With growth in domestic markets across a broad range — telecom equipment, engineering goods, power — there are domestic manufacturing initiatives, such as L&T and Bharat Forge in power generation joining Bhel, or Tejas Networks in optical switching. But for the transformational changes we have witnessed in IT, we need coordinated industrial policies that support domestic manufacturing, because that’s the competition. Unthinking acceptance of “open markets” without heed to how others — including developed economies — cosseted and built their manufacturing capacity will ensure that India stays a raw materials and commodities exporter, while importing trains, aircraft, machine tools, and equipment for power generation, telecommunications and defence.
Integrated policies work
Ideally, supportive policies comprise a coordinated range, such as state and central taxes, favoured locations with good infrastructure — energy, transport and communications, subsidised land, favourable exchange and interest rates, preferred access to domestic markets, and barriers to unfair competition, like import tariffs not below the WTO floor, and safeguard duties. Without this orchestration, the victors are companies and countries that have understood these principles, and have these systems in place. (This applies equally to farm products.)
Many are apprehensive that what works elsewhere will not work in India because of malpractices, as seen in recurring scams. There is every need for systems with integrity, and for enforcement with penalties. But just as corruption in government or civil society does not do away with the need for either, misuse does not negate the need for incentives. It would be self-damaging to lose the opportunity to try and get our act together simply because of apprehensions of corruption and/or incompetence. That would be like not subsidising food for the poor; it’s a different matter that we need better methods to prevent gross misappropriation.
The consequence of heedless, ad hoc muddling through instead of orchestrated strategies is that manufactured imports will dominate our markets, while domestic manufacturing is fragmented, hamstrung or absent. Having said that, consider India’s needs in electricity or communications — telecom, Internet and broadcasting — and it is apparent that crafting policies is not simple. So many conflicting images, some based on facts, others, mere impressions, which are often more important than facts. What should policy-makers do for our needs on such a massive scale with growing shortfalls?
Emulate China
The short answer: learn from China. In the power sector, Chinese suppliers have the following advantages:
Low-cost access to capital.
An exchange rate advantage (10-30 per cent).
No sales tax and octroi, aggregating to about 11 per cent.

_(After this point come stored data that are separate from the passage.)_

//! Optimus Event: change events for resources and jobs, their protobuf
//! encoding, and the buffered worker that delivers them to a [`Writer`].

pub mod error;
pub mod event;
mod handler;
mod metrics;
pub mod proto;
mod worker;
pub mod writer;

pub use error::EventError;
pub use event::{Event, EventKind};
pub use handler::EventHandler;
pub use metrics::EventMetrics;
pub use worker::{Worker, WorkerConfig};
pub use writer::{ChannelWriter, LogWriter, Writer};
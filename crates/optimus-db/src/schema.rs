//! Schema definitions and migration runner for SurrealDB.
//!
//! Tables are SCHEMAFULL. Enumerations (kind, store, status) are stored
//! as their lowercase string forms and guarded with ASSERT clauses.

use surrealdb::{Connection, Surreal};
use surrealdb_types::SurrealValue;
use tracing::info;

use crate::error::DbError;

// -----------------------------------------------------------------------
// Migration tracking
// -----------------------------------------------------------------------

const MIGRATION_TABLE_DDL: &str = "\
DEFINE TABLE IF NOT EXISTS _migration SCHEMAFULL;
DEFINE FIELD IF NOT EXISTS version ON TABLE _migration TYPE int;
DEFINE FIELD IF NOT EXISTS name ON TABLE _migration TYPE string;
DEFINE FIELD IF NOT EXISTS applied_at ON TABLE _migration TYPE datetime \
    DEFAULT time::now();
DEFINE INDEX IF NOT EXISTS idx_migration_version ON TABLE _migration \
    COLUMNS version UNIQUE;
";

#[derive(Debug, SurrealValue)]
struct MigrationRecord {
    version: u32,
}

struct Migration {
    version: u32,
    name: &'static str,
    sql: &'static str,
}

static MIGRATIONS: &[Migration] = &[Migration {
    version: 1,
    name: "initial_schema",
    sql: SCHEMA_V1,
}];

// -----------------------------------------------------------------------
// Schema v1
// -----------------------------------------------------------------------

const SCHEMA_V1: &str = "\
-- =======================================================================
-- Resources (tenant + store scope)
-- =======================================================================
DEFINE TABLE resource SCHEMAFULL;
DEFINE FIELD full_name ON TABLE resource TYPE string;
DEFINE FIELD kind ON TABLE resource TYPE string \
    ASSERT $value IN ['dataset', 'table', 'view', 'external_table'];
DEFINE FIELD store ON TABLE resource TYPE string \
    ASSERT $value IN ['bigquery'];
DEFINE FIELD project_name ON TABLE resource TYPE string;
DEFINE FIELD namespace_name ON TABLE resource TYPE string;
DEFINE FIELD metadata ON TABLE resource TYPE object FLEXIBLE DEFAULT {};
DEFINE FIELD spec ON TABLE resource TYPE object FLEXIBLE DEFAULT {};
DEFINE FIELD urn ON TABLE resource TYPE string DEFAULT '';
DEFINE FIELD status ON TABLE resource TYPE string \
    ASSERT $value IN ['unknown', 'validation_success', \
    'validation_failure', 'to_create', 'to_update', 'skipped', \
    'create_failure', 'update_failure', 'exist_in_store', 'success'];
DEFINE FIELD created_at ON TABLE resource TYPE datetime \
    DEFAULT time::now();
DEFINE FIELD updated_at ON TABLE resource TYPE datetime \
    DEFAULT time::now();
DEFINE INDEX idx_resource_identity ON TABLE resource \
    COLUMNS project_name, namespace_name, store, full_name UNIQUE;

-- =======================================================================
-- Backups (tenant + store scope)
-- =======================================================================
DEFINE TABLE backup SCHEMAFULL;
DEFINE FIELD store ON TABLE backup TYPE string \
    ASSERT $value IN ['bigquery'];
DEFINE FIELD project_name ON TABLE backup TYPE string;
DEFINE FIELD namespace_name ON TABLE backup TYPE string;
DEFINE FIELD description ON TABLE backup TYPE string DEFAULT '';
DEFINE FIELD resource_names ON TABLE backup TYPE array;
DEFINE FIELD resource_names.* ON TABLE backup TYPE string;
DEFINE FIELD config ON TABLE backup TYPE object FLEXIBLE DEFAULT {};
DEFINE FIELD created_at ON TABLE backup TYPE datetime;
DEFINE FIELD updated_at ON TABLE backup TYPE datetime \
    DEFAULT time::now();
DEFINE INDEX idx_backup_tenant ON TABLE backup \
    COLUMNS project_name, namespace_name, store;
";

// -----------------------------------------------------------------------
// Public API
// -----------------------------------------------------------------------

/// Run all pending migrations against the given SurrealDB client.
///
/// Creates a `_migration` tracking table on first run, then applies
/// each migration whose version exceeds the current maximum.
pub async fn run_migrations<C: Connection>(db: &Surreal<C>) -> Result<(), DbError> {
    db.query(MIGRATION_TABLE_DDL)
        .await?
        .check()
        .map_err(|e| DbError::Migration(e.to_string()))?;

    let mut result = db
        .query("SELECT version FROM _migration ORDER BY version DESC LIMIT 1")
        .await?;
    let records: Vec<MigrationRecord> = result.take(0)?;
    let current_version = records.first().map(|m| m.version).unwrap_or(0);

    for migration in MIGRATIONS {
        if migration.version <= current_version {
            continue;
        }

        info!(
            version = migration.version,
            name = migration.name,
            "Applying migration"
        );
        db.query(migration.sql).await?.check().map_err(|e| {
            DbError::Migration(format!(
                "Migration v{} '{}' failed: {}",
                migration.version, migration.name, e,
            ))
        })?;

        db.query(
            "CREATE _migration SET version = $version, \
             name = $name",
        )
        .bind(("version", migration.version))
        .bind(("name", migration.name))
        .await?
        .check()
        .map_err(|e| {
            DbError::Migration(format!(
                "Failed to record migration v{}: {}",
                migration.version, e,
            ))
        })?;

        info!(version = migration.version, "Migration applied");
    }

    Ok(())
}

/// Returns the raw schema DDL for version 1.
pub fn schema_v1() -> &'static str {
    SCHEMA_V1
}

Zero customs duty on equipment for large plants (China imposes a 30 per cent import duty).
Corrective action discussed for years has not resulted in concrete steps. The power ministry, citing supposed user benefits, opposes the planning commission’s recommendation of a safeguard duty. This is as shortsighted as “free electricity” that undercuts investments in power.
In telecommunications, consider Huawei, with revenues of over $20 billion, nurtured for 20 years with the People’s Liberation Army (PLA) as an R&D partner and guaranteed customer, vis-à-vis, say, Tejas Networks from Bangalore, with no government support.
Our policies need to focus on our long-term interests with strategic intent and execution, as in other countries, balancing costs with the benefits of domestic capabilities. These sectors need government procurement support, not criteria that disqualify Indian companies in strategic sectors like power and communications. They also need interim methods for Chinese companies to contribute while upgrading our skills and processes. Our aim needs to be a level playing field.